Nathan Sebura

Nathan Sebura

As a project manager, Nathan Sebura knew he needed formal training to take his career to the next level.

“I began taking some classes at the local community college in 2011, working toward a management degree, but they lacked what I was looking for,” said Sebura, who works in the East Coast marine industry.  “I started researching construction classes and came across the SDSU website. My goal was to earn a degree or certificate because in today’s world, most project requirements state the project manager needs to have a degree or some type of formal training. I wanted to grow in my career and be a more valuable asset to the company.”

Sebura completed SDSU’s online Construction Project Management Professional Certificate program and saw immediate rewards. Not only did he feel more confident and skilled at managing projects, he “received a nice raise, which made it even more worthwhile.”

His advice for anyone seeking to enter the field or advance their career in construction? “Go for it. Take the classes, study hard and it will pay off,” said Sebura. “The construction industry is growing leaps and bounds and there’s a lack of good quality workers as well as managers. The classes will pay off and show your employer you are dedicated and willing to go the extra mile to be successful.”

Sebura answered some questions about his career and SDSU’s program.

Please give us a brief history of your education and career.
I started out in the marine construction industry in 1999 as a commercial diver. I attended the Divers Academy of the eastern seaboard in Camden, New Jersey. It’s a six-month training program that teaches every aspect of commercial diving. From there I moved to Virginia Beach where I started my first job as a diver. I worked my way through the ranks, also managing to obtain my NCCO crane operator’s license as well as my United States Coast Guard Captain’s license to operate tug boats. I became a diving supervisor in 2005, a project superintendent in 2009, and moved into the role of project manager in 2012.

How did SDSU’s online courses fit into your schedule and how long did the program take to complete?
The program fit perfectly into my day-to-day schedule. I work long days, and the class schedule and assignments are set up for working adults. I would say I spent 3 to 5 hours a week on each class. The material is well organized and up-to-date with the industry.

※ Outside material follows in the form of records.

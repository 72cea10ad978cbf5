// SPDX-License-Identifier: AGPL-3.0-or-later
//
// Copyright (C) 2026 HIT Platform

//! Version detection and startup logging for HIT modules.

use std::env;

/// Environment variable overriding the reported module version. Modules are
/// statically compiled, so deployments that want the binary's own version
/// surfaced set this at build or deploy time.
pub const MODULE_VERSION_ENV: &str = "HIT_MODULE_VERSION";

const UNKNOWN_VERSION: &str = "0.0.0";

/// The module version to report: the `HIT_MODULE_VERSION` override when
/// set, otherwise `0.0.0`.
pub fn module_version() -> String {
    match env::var(MODULE_VERSION_ENV) {
        Ok(v) if !v.is_empty() => v,
        _ => {
            tracing::debug!("could not determine module version, using default '{UNKNOWN_VERSION}'");
            UNKNOWN_VERSION.to_string()
        }
    }
}

/// Log the standardized module startup message.
pub fn log_module_startup(module_name: &str, version: Option<&str>) {
    let version = version.map(str::to_string).unwrap_or_else(module_version);
    let service_name = display_name(module_name);
    tracing::info!("Starting Hit {service_name} Service v{version}");
}

/// Turn a module slug into a display name: `ping-pong` becomes `Ping Pong`.
fn display_name(module_name: &str) -> String {
    module_name
        .split(['-', '_'])
        .filter(|word| !word.is_empty())
        .map(|word| {
            let mut chars = word.chars();
            match chars.next() {
                Some(first) => first.to_uppercase().collect::<String>() + chars.as_str(),
                None => String::new(),
            }
        })
        .collect::<Vec<_>>()
        .join(" ")
}
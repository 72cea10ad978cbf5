// SPDX-License-Identifier: AGPL-3.0-or-later
//
// Copyright (C) 2026 HIT Platform

//! Bearer token extraction from inbound request headers.
//!
//! Precedence: the `X-HIT-Service-Token` header first, then
//! `Authorization: Bearer <token>`. The service token header is injected by
//! the trusted gateway and carries the `prj`/`svc` claims multi-tenant
//! routing needs; preferring it avoids misrouting configuration lookups when
//! both headers are present. Absence of any token is not an error at this
//! layer; callers decide whether that is fatal.

use axum::http::{header::AUTHORIZATION, HeaderMap};

/// Header injected by the trusted gateway, carrying the caller's service
/// token. Untrusted clients must never be able to set this directly.
pub const SERVICE_TOKEN_HEADER: &str = "x-hit-service-token";

/// Which header a token was pulled from.
#[derive(Debug, Clone, Copy, PartialEq, Eq)]
pub enum TokenSource {
    /// The dedicated `X-HIT-Service-Token` header.
    ServiceHeader,
    /// The standard `Authorization: Bearer` header.
    Authorization,
}

/// A token pulled from a request, with its originating header.
#[derive(Debug, Clone, Copy, PartialEq, Eq)]
pub struct ExtractedToken<'a> {
    pub value: &'a str,
    pub source: TokenSource,
}

/// The raw service token header value, when present and non-empty.
pub fn service_token(headers: &HeaderMap) -> Option<&str> {
    headers
        .get(SERVICE_TOKEN_HEADER)
        .and_then(|v| v.to_str().ok())
        .map(str::trim)
        .filter(|v| !v.is_empty())
}

/// The `Authorization` header's bearer token, when present.
pub fn bearer_token(headers: &HeaderMap) -> Option<&str> {
    headers
        .get(AUTHORIZATION)
        .and_then(|v| v.to_str().ok())
        .and_then(|v| v.strip_prefix("Bearer "))
        .map(str::trim)
        .filter(|v| !v.is_empty())
}

/// Extract a candidate token with the defined header precedence.
pub fn extract(headers: &HeaderMap) -> Option<ExtractedToken<'_>> {
    if let Some(value) = service_token(headers) {
        return Some(ExtractedToken {
            value,
            source: TokenSource::ServiceHeader,
        });
    }
    bearer_token(headers).map(|value| ExtractedToken {
        value,
        source: TokenSource::Authorization,
    })
}

#[cfg(test)]
mod tests {
    use super::*;
    use axum::http::HeaderValue;

    fn headers(entries: &[(&str, &str)]) -> HeaderMap {
        let mut map = HeaderMap::new();
        for (name, value) in entries {
            map.insert(
                axum::http::HeaderName::from_bytes(name.as_bytes()).unwrap(),
                HeaderValue::from_str(value).unwrap(),
            );
        }
        map
    }

    #[test]
    fn service_header_wins_over_authorization() {
        let map = headers(&[
            ("x-hit-service-token", "service-tok"),
            ("authorization", "Bearer user-tok"),
        ]);
        let extracted = extract(&map).unwrap();
        assert_eq!(extracted.value, "service-tok");
        assert_eq!(extracted.source, TokenSource::ServiceHeader);
    }

    #[test]
    fn bearer_prefix_is_stripped() {
        let map = headers(&[("authorization", "Bearer abc123")]);
        let extracted = extract(&map).unwrap();
        assert_eq!(extracted.value, "abc123");
        assert_eq!(extracted.source, TokenSource::Authorization);
    }

    #[test]
    fn authorization_without_bearer_prefix_is_ignored() {
        let map = headers(&[("authorization", "Basic dXNlcjpwYXNz")]);
        assert!(extract(&map).is_none());
    }

    #[test]
    fn no_recognized_headers_yields_none() {
        assert!(extract(&HeaderMap::new()).is_none());
    }

    #[test]
    fn empty_header_values_are_treated_as_absent() {
        let map = headers(&[("x-hit-service-token", ""), ("authorization", "Bearer ")]);
        assert!(extract(&map).is_none());
    }
}
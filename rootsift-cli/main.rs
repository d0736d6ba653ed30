use std::path::PathBuf;

use anyhow::{Context, Result, bail};
use clap::{Args, Parser, Subcommand, ValueEnum};
use rootsift_cli::rootsift_io::verify_dataset;
use rootsift_cli::{
    CommandExtractor, DatasetLayout, DegeneratePolicy, ExtractorConfig, PipelineBuilder, RunConfig,
    init_tracing,
};
use tracing::{error, info};

#[derive(Parser, Debug)]
#[command(name = "rootsift")]
#[command(about = "Compute rootSIFT descriptors for a dataset of images and keypoints")]
struct Cli {
    #[command(subcommand)]
    cmd: Command,
}

#[derive(Subcommand, Debug)]
enum Command {
    /// Compute descriptors for every image without them
    Run(RunArgs),
    /// Check descriptor artifacts against their keypoints
    Verify(VerifyArgs),
}

#[derive(Args, Debug, Clone)]
struct DatasetArgs {
    /// Dataset root holding images/, keypoints/ and descriptors/
    #[arg(long)]
    dataset: Option<PathBuf>,
    /// JSON or TOML run configuration; flags override its values
    #[arg(long)]
    config: Option<PathBuf>,
}

#[derive(Args, Debug, Clone)]
struct RunArgs {
    #[command(flatten)]
    common: DatasetArgs,
    /// Descriptor extractor program
    #[arg(long)]
    extractor: Option<String>,
    /// Extractor argument; may contain {image}, {keypoints} and {output}
    #[arg(long = "extractor-arg", allow_hyphen_values = true)]
    extractor_args: Vec<String>,
    #[arg(long)]
    timeout_secs: Option<f64>,
    /// Worker threads, 0 for one per logical CPU
    #[arg(long)]
    threads: Option<usize>,
    #[arg(long, value_enum)]
    degenerate: Option<DegenerateArg>,
    /// Recompute descriptors that already exist
    #[arg(long)]
    force: bool,
    /// Write a per-image JSON report
    #[arg(long)]
    report: Option<PathBuf>,
}

#[derive(Args, Debug, Clone)]
struct VerifyArgs {
    #[command(flatten)]
    common: DatasetArgs,
}

#[derive(ValueEnum, Debug, Clone, Copy)]
enum DegenerateArg {
    ZeroFill,
    Reject,
}

impl From<DegenerateArg> for DegeneratePolicy {
    fn from(arg: DegenerateArg) -> Self {
        match arg {
            DegenerateArg::ZeroFill => DegeneratePolicy::ZeroFill,
            DegenerateArg::Reject => DegeneratePolicy::Reject,
        }
    }
}

fn load_config(args: &DatasetArgs) -> Result<RunConfig> {
    let mut config = match &args.config {
        Some(path) => RunConfig::load(path).with_context(|| format!("loading {}", path.display()))?,
        None => RunConfig::default(),
    };
    if let Some(root) = &args.dataset {
        config.dataset = DatasetLayout { root: root.clone(), ..config.dataset };
    } else if args.config.is_none() {
        bail!("either --dataset or --config is required");
    }
    Ok(config)
}

fn run(args: RunArgs) -> Result<()> {
    let mut config = load_config(&args.common)?;
    if let Some(threads) = args.threads {
        config.batch.n_threads = threads;
    }
    if let Some(policy) = args.degenerate {
        config.batch.degenerate = policy.into();
    }
    if args.force {
        config.batch.skip_existing = false;
    }
    if let Some(program) = args.extractor {
        config.extractor = Some(ExtractorConfig {
            program,
            args: args.extractor_args,
            timeout_secs: args.timeout_secs,
        });
    } else if let Some(extractor) = config.extractor.as_mut() {
        if !args.extractor_args.is_empty() {
            extractor.args = args.extractor_args;
        }
        if args.timeout_secs.is_some() {
            extractor.timeout_secs = args.timeout_secs;
        }
    }
    config.validate()?;

    let Some(extractor_config) = &config.extractor else {
        bail!("no extractor configured, pass --extractor or set [extractor] in the config file");
    };
    let extractor = CommandExtractor::from_config(extractor_config);
    let builder = PipelineBuilder::from_config(extractor, config.batch.clone());
    info!("{}", builder.summary());
    let pipeline = builder.build()?;

    let tasks = config
        .dataset
        .discover_tasks()
        .with_context(|| format!("listing images in {}", config.dataset.images_path().display()))?;
    let report = pipeline.run(&tasks);

    if let Some(path) = &args.report {
        let json = serde_json::to_string_pretty(&report.records())?;
        std::fs::write(path, json).with_context(|| format!("writing report {}", path.display()))?;
    }

    for (task, err) in report.failures() {
        error!("{}: {}", task.image, err.chain());
    }
    if !report.is_success() {
        bail!("{}", report.summary());
    }
    Ok(())
}

fn verify(args: VerifyArgs) -> Result<()> {
    let config = load_config(&args.common)?;
    let tasks = config
        .dataset
        .discover_tasks()
        .with_context(|| format!("listing images in {}", config.dataset.images_path().display()))?;
    let issues = verify_dataset(&tasks);
    for issue in &issues {
        error!("{}: {}", issue.image, issue.error.chain());
    }
    if !issues.is_empty() {
        bail!("{} of {} images failed verification", issues.len(), tasks.len());
    }
    info!("{} images verified", tasks.len());
    Ok(())
}

fn main() -> Result<()> {
    init_tracing();
    let cli = Cli::parse();
    match cli.cmd {
        Command::Run(args) => run(args),
        Command::Verify(args) => verify(args),
    }
}
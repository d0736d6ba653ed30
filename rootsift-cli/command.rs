//! Descriptor extraction delegated to an external program.
//!
//! The program receives three file paths: the grayscale image as an `(H x W)` matrix,
//! the keypoints as a `(K x 4)` or `(K x 6)` matrix, and the path where it must write a
//! `(K x 128)` descriptor matrix. All three use the little-endian matrix format.

use std::fs::File;
use std::io::{Read, Seek, SeekFrom};
use std::path::Path;
use std::process::{Command, ExitStatus, Stdio};
use std::time::{Duration, Instant};

use rootsift_core::{
    DESCRIPTOR_DIM, DescriptorExtractor, ExtractorError, FloatImage, Keypoint, RawDescriptor,
};
use rootsift_io::{Matrix, MatrixError, keypoints_to_matrix, read_matrix, write_matrix_atomic};
use tracing::debug;

use crate::config::ExtractorConfig;

const IMAGE_PLACEHOLDER: &str = "{image}";
const KEYPOINTS_PLACEHOLDER: &str = "{keypoints}";
const OUTPUT_PLACEHOLDER: &str = "{output}";

const POLL_INTERVAL: Duration = Duration::from_millis(10);
const STDERR_TAIL: u64 = 2048;

#[derive(Debug, Clone)]
pub struct CommandExtractor {
    program: String,
    args: Vec<String>,
    timeout: Option<Duration>,
}

impl CommandExtractor {
    pub fn new<S: Into<String>>(program: S) -> Self {
        Self { program: program.into(), args: Vec::new(), timeout: None }
    }

    pub fn from_config(config: &ExtractorConfig) -> Self {
        Self {
            program: config.program.clone(),
            args: config.args.clone(),
            timeout: config.timeout(),
        }
    }

    /// Arguments may contain `{image}`, `{keypoints}` and `{output}`; without any
    /// placeholder the three paths are appended in that order.
    pub fn args<I, S>(mut self, args: I) -> Self
    where
        I: IntoIterator<Item = S>,
        S: Into<String>,
    {
        self.args = args.into_iter().map(Into::into).collect();
        self
    }

    /// Kill the program if it runs longer than `timeout`
    pub fn timeout(mut self, timeout: Duration) -> Self {
        self.timeout = Some(timeout);
        self
    }

    fn command_args(&self, image: &Path, keypoints: &Path, output: &Path) -> Vec<String> {
        let has_placeholder = self.args.iter().any(|a| {
            a.contains(IMAGE_PLACEHOLDER) || a.contains(KEYPOINTS_PLACEHOLDER) || a.contains(OUTPUT_PLACEHOLDER)
        });
        let (image, keypoints, output) = (
            image.display().to_string(),
            keypoints.display().to_string(),
            output.display().to_string(),
        );
        if !has_placeholder {
            let mut args = self.args.clone();
            args.extend([image, keypoints, output]);
            return args;
        }
        self.args
            .iter()
            .map(|a| {
                a.replace(IMAGE_PLACEHOLDER, &image)
                    .replace(KEYPOINTS_PLACEHOLDER, &keypoints)
                    .replace(OUTPUT_PLACEHOLDER, &output)
            })
            .collect()
    }

    fn wait(&self, child: &mut std::process::Child) -> Result<ExitStatus, ExtractorError> {
        let Some(timeout) = self.timeout else {
            return Ok(child.wait()?);
        };
        let deadline = Instant::now() + timeout;
        loop {
            if let Some(status) = child.try_wait()? {
                return Ok(status);
            }
            if Instant::now() >= deadline {
                // The child may have exited between try_wait and kill
                let _ = child.kill();
                child.wait()?;
                return Err(ExtractorError::Timeout(timeout));
            }
            std::thread::sleep(POLL_INTERVAL);
        }
    }
}

fn matrix_error(err: MatrixError) -> ExtractorError {
    match err {
        MatrixError::Io(e) => ExtractorError::Io(e),
        other => ExtractorError::failed(other.to_string()),
    }
}

fn image_matrix(image: &FloatImage) -> Result<Matrix, MatrixError> {
    Matrix::new(image.height, image.width, image.data.clone())
}

fn stderr_tail(path: &Path) -> String {
    let read = || -> std::io::Result<String> {
        let mut file = File::open(path)?;
        let len = file.metadata()?.len();
        file.seek(SeekFrom::Start(len.saturating_sub(STDERR_TAIL)))?;
        let mut bytes = Vec::new();
        file.read_to_end(&mut bytes)?;
        Ok(String::from_utf8_lossy(&bytes).trim().to_string())
    };
    read().unwrap_or_default()
}

impl DescriptorExtractor for CommandExtractor {
    fn extract(&self, image: &FloatImage, keypoints: &[Keypoint]) -> Result<Vec<RawDescriptor>, ExtractorError> {
        let dir = tempfile::Builder::new().prefix("rootsift-").tempdir()?;
        let image_path = dir.path().join("image.bin");
        let keypoint_path = dir.path().join("keypoints.bin");
        let output_path = dir.path().join("descriptors.bin");
        let stderr_path = dir.path().join("stderr.log");

        image_matrix(image)
            .and_then(|m| write_matrix_atomic(&image_path, &m))
            .map_err(matrix_error)?;
        keypoints_to_matrix(keypoints)
            .and_then(|m| write_matrix_atomic(&keypoint_path, &m))
            .map_err(matrix_error)?;

        let args = self.command_args(&image_path, &keypoint_path, &output_path);
        debug!("Running {} {:?}", self.program, args);
        let mut child = Command::new(&self.program)
            .args(&args)
            .stdin(Stdio::null())
            .stdout(Stdio::null())
            .stderr(File::create(&stderr_path)?)
            .spawn()
            .map_err(|e| ExtractorError::failed(format!("cannot start {}: {}", self.program, e)))?;

        let status = self.wait(&mut child)?;
        if !status.success() {
            let tail = stderr_tail(&stderr_path);
            return Err(ExtractorError::failed(if tail.is_empty() {
                format!("{} exited with {}", self.program, status)
            } else {
                format!("{} exited with {}: {}", self.program, status, tail)
            }));
        }

        let output = read_matrix(&output_path).map_err(matrix_error)?;
        if output.rows() == 0 {
            return Ok(Vec::new());
        }
        if output.cols() != DESCRIPTOR_DIM {
            return Err(ExtractorError::Dimension { expected: DESCRIPTOR_DIM, actual: output.cols() });
        }
        Ok(output
            .iter_rows()
            .map(|row| {
                let mut d = [0.0f32; DESCRIPTOR_DIM];
                d.copy_from_slice(row);
                d
            })
            .collect())
    }

    fn name(&self) -> &str {
        &self.program
    }
}
//! Error types for a descriptor batch.
//!
//! Every variant of [`TaskError`] is scoped to a single image: the orchestrator catches it
//! at the task boundary and records it in the batch report.

use std::path::{Path, PathBuf};
use std::time::Duration;

use thiserror::Error;

/// Failure of the external descriptor extractor
#[derive(Error, Debug)]
pub enum ExtractorError {
    #[error("extractor failed: {message}")]
    Failed { message: String },

    #[error("extractor returned {actual}-dimensional descriptors, expected {expected}")]
    Dimension { expected: usize, actual: usize },

    #[error("extractor returned a non-finite value in descriptor {index}")]
    NonFinite { index: usize },

    #[error("extractor timed out after {0:.1?}")]
    Timeout(Duration),

    #[error("extractor i/o")]
    Io(#[from] std::io::Error),
}

impl ExtractorError {
    pub fn failed(message: impl Into<String>) -> Self {
        ExtractorError::Failed { message: message.into() }
    }
}

/// Failure of one image's task
#[derive(Error, Debug)]
pub enum TaskError {
    #[error("failed to decode image {}", path.display())]
    Decode {
        path: PathBuf,
        #[source]
        source: Box<dyn std::error::Error + Send + Sync>,
    },

    #[error("descriptor extraction")]
    Extractor(#[from] ExtractorError),

    #[error("descriptor count {descriptors} does not match keypoint count {keypoints}")]
    CountMismatch { keypoints: usize, descriptors: usize },

    #[error("descriptor {index} has zero L1 norm")]
    DegenerateDescriptor { index: usize },

    #[error("malformed artifact {}: {reason}", path.display())]
    Malformed { path: PathBuf, reason: String },

    #[error("i/o on {}", path.display())]
    Io {
        path: PathBuf,
        #[source]
        source: std::io::Error,
    },

    #[error("cancelled")]
    Cancelled,
}

impl TaskError {
    pub fn io(path: &Path, source: std::io::Error) -> Self {
        TaskError::Io { path: path.to_path_buf(), source }
    }

    pub fn malformed(path: &Path, reason: impl Into<String>) -> Self {
        TaskError::Malformed { path: path.to_path_buf(), reason: reason.into() }
    }

    /// Short stable name of the error class, used in reports
    pub fn kind(&self) -> &'static str {
        match self {
            TaskError::Decode { .. } => "decode",
            TaskError::Extractor(_) => "extractor",
            TaskError::CountMismatch { .. } => "count_mismatch",
            TaskError::DegenerateDescriptor { .. } => "degenerate_descriptor",
            TaskError::Malformed { .. } => "malformed",
            TaskError::Io { .. } => "io",
            TaskError::Cancelled => "cancelled",
        }
    }

    /// Message of this error followed by all of its sources
    pub fn chain(&self) -> String {
        let mut message = self.to_string();
        let mut source = std::error::Error::source(self);
        while let Some(err) = source {
            message.push_str(": ");
            message.push_str(&err.to_string());
            source = std::error::Error::source(err);
        }
        message
    }
}

pub type TaskResult<T> = Result<T, TaskError>;

/// Rejected configuration value
#[derive(Error, Debug, Clone, PartialEq)]
#[error("invalid configuration: {0}")]
pub struct ConfigError(pub String);
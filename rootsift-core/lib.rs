//! Shared types for rootSIFT descriptor batches.

mod buffer;
mod config;
mod error;
mod task;
mod traits;

pub use buffer::{FloatImage, LayoutError, Samples, SourceImage};
pub use config::{BatchConfig, DegeneratePolicy};
pub use error::{ConfigError, ExtractorError, TaskError, TaskResult};
pub use task::ImageTask;
pub use traits::{DescriptorExtractor, DescriptorWriter, ImageSource, KeypointStore};

use std::sync::Arc;
use std::sync::atomic::{AtomicBool, Ordering};

/// Descriptor dimension shared by every stage of the pipeline
pub const DESCRIPTOR_DIM: usize = 128;

/// Descriptor vector as returned by the extractor, not normalized
pub type RawDescriptor = [f32; DESCRIPTOR_DIM];

/// Descriptor after the rootSIFT transform; every entry lies in [0, 1]
#[derive(Debug, Clone, Copy, PartialEq)]
pub struct NormalizedDescriptor(pub [f32; DESCRIPTOR_DIM]);

impl NormalizedDescriptor {
    pub const ZERO: Self = Self([0.0; DESCRIPTOR_DIM]);

    pub fn as_slice(&self) -> &[f32] {
        &self.0
    }
}

/// Affine shape of an elliptical keypoint, column-major `[[a11, a12], [a21, a22]]`
#[derive(Debug, Clone, Copy, PartialEq)]
pub struct AffineShape {
    pub a11: f32,
    pub a12: f32,
    pub a21: f32,
    pub a22: f32,
}

/// Keypoint geometry ≙ position + scale + orientation (radians), optionally affine
#[derive(Debug, Clone, Copy, PartialEq)]
pub struct Keypoint {
    pub x: f32,
    pub y: f32,
    pub scale: f32,
    pub orientation: f32,
    pub shape: Option<AffineShape>,
}

impl Keypoint {
    pub fn new(x: f32, y: f32, scale: f32, orientation: f32) -> Self {
        Self { x, y, scale, orientation, shape: None }
    }

    /// Build a keypoint from its affine frame. Scale is the mean column norm of the
    /// shape matrix and orientation the angle of its first column.
    pub fn from_affine(x: f32, y: f32, shape: AffineShape) -> Self {
        let scale_x = (shape.a11 * shape.a11 + shape.a21 * shape.a21).sqrt();
        let scale_y = (shape.a12 * shape.a12 + shape.a22 * shape.a22).sqrt();
        Self {
            x,
            y,
            scale: 0.5 * (scale_x + scale_y),
            orientation: shape.a21.atan2(shape.a11),
            shape: Some(shape),
        }
    }
}

/// Normalized descriptors paired 1:1 with the keypoints of one image.
///
/// The only way to obtain a non-empty set is [`DescriptorSet::pair`], which rejects
/// any count mismatch, so a set that reaches the writer is always aligned with its
/// keypoints.
#[derive(Debug, Clone, PartialEq, Default)]
pub struct DescriptorSet {
    descriptors: Vec<NormalizedDescriptor>,
}

impl DescriptorSet {
    pub fn empty() -> Self {
        Self::default()
    }

    pub fn pair(keypoints: &[Keypoint], descriptors: Vec<NormalizedDescriptor>) -> TaskResult<Self> {
        if keypoints.len() != descriptors.len() {
            return Err(TaskError::CountMismatch {
                keypoints: keypoints.len(),
                descriptors: descriptors.len(),
            });
        }
        Ok(Self { descriptors })
    }

    pub fn len(&self) -> usize {
        self.descriptors.len()
    }

    pub fn is_empty(&self) -> bool {
        self.descriptors.is_empty()
    }

    pub fn descriptors(&self) -> &[NormalizedDescriptor] {
        &self.descriptors
    }

    /// Row-major `(len x DESCRIPTOR_DIM)` copy of the set
    pub fn to_row_major(&self) -> Vec<f32> {
        self.descriptors.iter().flat_map(|d| d.0).collect()
    }
}

/// Cooperative cancellation flag shared between a batch and its caller
#[derive(Debug, Clone, Default)]
pub struct CancelToken(Arc<AtomicBool>);

impl CancelToken {
    pub fn new() -> Self {
        Self::default()
    }

    pub fn cancel(&self) {
        self.0.store(true, Ordering::SeqCst);
    }

    pub fn is_cancelled(&self) -> bool {
        self.0.load(Ordering::SeqCst)
    }
}

/// Build a dedicated Rayon pool; `0` threads means one per logical CPU
pub fn build_worker_pool(n_threads: usize) -> Result<rayon::ThreadPool, rayon::ThreadPoolBuildError> {
    let n_threads = if n_threads == 0 { num_cpus::get().max(1) } else { n_threads };
    rayon::ThreadPoolBuilder::new()
        .num_threads(n_threads)
        .thread_name(|i| format!("rootsift-worker-{i}"))
        .build()
}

I completed the Construction Project Management program but I started off in Construction Supervision because Project Management wasn’t around yet. [Editor’s note: The Construction Project Management Professional Certificate program debuted in summer 2015.] It took me about three years to complete, but I took a few semesters off due to a large project I was working on — I didn’t feel I could give 100 percent to both.

Can you speak to the quality of the instruction?
The instructors are always willing to help out and add points when needed. The interaction with other students is great and a good learning tool. The class discussions allow everyone to be involved and learn from others’ experience.

What do you think are the program’s biggest strengths?
I think the program’s biggest strengths are allowing working adults to have a good quality program that is set up specifically to the construction industry. The classes touch on all aspects of what a manager needs to learn to excel in the industry.

Anything you’d like to add?
The program helped me greatly in my career. Not only do I have the knowledge to manage a project effectively, it gave me confidence; and the ability to negotiate projects, problem solve, and be a more organized manager.